When applying state law, this court must apply a state supreme court’s most recent statement of state law. Robinson v. Volkswagen of Am., Inc., 803 F.2d 572, 574 (10th Cir.1986), Bradley is the Oklahoma Supreme Court’s most recent statement concerning that state’s statutory employer defense. Our task is to predict whether the Oklahoma Supreme Court would apply Bradley retroactively. Southwest Forest Indus., Inc. v. Sutton, 868 F.2d 352, 354 (10th Cir.1989), cert. denied, — U.S. -, 110 S.Ct. 1320, 108 L.Ed.2d 496 (1990).

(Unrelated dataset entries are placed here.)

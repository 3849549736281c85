//! # Gatekeeper Network
//!
//! `GatekeeperNetwork` is the policy domain a pass is issued under. All
//! authority state lives in explicit fields on the entity, so several
//! networks can coexist and be exercised independently.
//!
//! ## Authority Model
//!
//! Every mutator takes the authenticated caller and checks it against
//! `authority` before touching any field. A failed check leaves the
//! network unchanged.
//!
//! ## Lifecycle
//!
//! Networks are permanent once created. Deactivation means removing every
//! gatekeeper, which also invalidates every outstanding pass because trust
//! in the issuer is re-derived at verification time.

use serde::{Deserialize, Serialize};
use std::collections::BTreeSet;

use super::error::PassError;
use super::flags::{FlagCatalogue, FlagMask};
use super::ids::{Identity, NetworkId};
use super::pass::Expiry;

/// Maximum length of a network display name, in bytes.
pub const MAX_NETWORK_NAME_LEN: usize = 32;

// ════════════════════════════════════════════════════════════════════════════════
// GATEKEEPER NETWORK
// ════════════════════════════════════════════════════════════════════════════════

/// Policy domain grouping gatekeepers, flags and expiry rules.
///
/// ## Invariants
///
/// - `name.len() <= MAX_NETWORK_NAME_LEN`
/// - each gatekeeper appears at most once (`BTreeSet`)
/// - `required_mask` only references bits defined in `flags`
/// - flag bit positions are append-only
#[derive(Clone, Debug, PartialEq, Eq, Serialize, Deserialize)]
pub struct GatekeeperNetwork {
    pub id: NetworkId,
    /// Identity allowed to change this network's policy.
    pub authority: Identity,
    pub name: String,
    /// Default pass lifetime in seconds. `0` means passes never expire.
    pub pass_expiry_secs: u64,
    pub gatekeepers: BTreeSet<Identity>,
    pub flags: FlagCatalogue,
    /// Bits every pass must carry to be valid network-wide.
    pub required_mask: FlagMask,
    pub created_at: u64,
}

impl GatekeeperNetwork {
    /// Build a network with no gatekeepers and an empty required mask.
    ///
    /// ## Errors
    ///
    /// - `NameTooLong` if `name` exceeds [`MAX_NETWORK_NAME_LEN`] bytes.
    /// - `AlreadyExists` / `CapacityExceeded` from the initial flag list.
    pub fn new<S: AsRef<str>>(
        id: NetworkId,
        authority: Identity,
        name: &str,
        initial_flags: &[S],
        pass_expiry_secs: u64,
        created_at: u64,
    ) -> Result<Self, PassError> {
        if name.len() > MAX_NETWORK_NAME_LEN {
            return Err(PassError::NameTooLong {
                len: name.len(),
                max: MAX_NETWORK_NAME_LEN,
            });
        }
        let flags = FlagCatalogue::from_names(initial_flags)?;
        Ok(GatekeeperNetwork {
            id,
            authority,
            name: name.to_string(),
            pass_expiry_secs,
            gatekeepers: BTreeSet::new(),
            flags,
            required_mask: FlagMask::EMPTY,
            created_at,
        })
    }

    /// `Unauthorized` unless `caller` is this network's authority.
    pub fn ensure_authority(&self, caller: &Identity, action: &str) -> Result<(), PassError> {
        if *caller != self.authority {
            return Err(PassError::unauthorized(caller, action));
        }
        Ok(())
    }

    #[must_use]
    pub fn is_gatekeeper(&self, identity: &Identity) -> bool {
        self.gatekeepers.contains(identity)
    }

    #[must_use]
    pub fn defined_mask(&self) -> FlagMask {
        self.flags.defined_mask()
    }

    /// Expiry a pass issued at `issued_at` receives when none is requested.
    #[must_use]
    pub fn default_expiry(&self, issued_at: u64) -> Expiry {
        if self.pass_expiry_secs == 0 {
            Expiry::Never
        } else {
            Expiry::At(issued_at.saturating_add(self.pass_expiry_secs))
        }
    }

    /// Authorize `gatekeeper`. Returns `false` when it was already present.
    pub fn add_gatekeeper(
        &mut self,
        caller: &Identity,
        gatekeeper: Identity,
    ) -> Result<bool, PassError> {
        self.ensure_authority(caller, "add gatekeeper")?;
        Ok(self.gatekeepers.insert(gatekeeper))
    }

    /// Unauthorize `gatekeeper`. Returns `false` when it was not present.
    ///
    /// Removing an absent gatekeeper is a no-op rather than `NotFound`.
    pub fn remove_gatekeeper(
        &mut self,
        caller: &Identity,
        gatekeeper: &Identity,
    ) -> Result<bool, PassError> {
        self.ensure_authority(caller, "remove gatekeeper")?;
        Ok(self.gatekeepers.remove(gatekeeper))
    }

    /// Append a flag and return its bit index.
    pub fn define_flag(&mut self, caller: &Identity, name: &str) -> Result<u8, PassError> {
        self.ensure_authority(caller, "define flag")?;
        self.flags.define(name)
    }

    pub fn set_required_mask(&mut self, caller: &Identity, mask: FlagMask) -> Result<(), PassError> {
        self.ensure_authority(caller, "set required flags")?;
        self.flags.check_defined(mask)?;
        self.required_mask = mask;
        Ok(())
    }

    /// Change the default lifetime of passes issued from now on.
    pub fn set_pass_expiry(&mut self, caller: &Identity, secs: u64) -> Result<(), PassError> {
        self.ensure_authority(caller, "set pass expiry")?;
        self.pass_expiry_secs = secs;
        Ok(())
    }
}

// ════════════════════════════════════════════════════════════════════════════════
// TESTS
// ════════════════════════════════════════════════════════════════════════════════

The Oklahoma Supreme Court provided no obvious indication in Bradley whether it intended the decision to be applied retroactively. , Because Bradley does not express *1495 ly require retroactive application beyond that case, Oklahoma law must be examined for further gúidance. Under Oklahoma law, the general rule is that an appellate court must apply the law in effect at the time it renders its decision. Griggs v. Oklahoma ex rel. Okla. Dep’t of Transp., 702 P.2d 1017, 1022 n. 21 (Okla.1985). The Oklahoma Supreme Court has adopted the three factors from Chevron Oil Co. v. Huson, 404 U.S.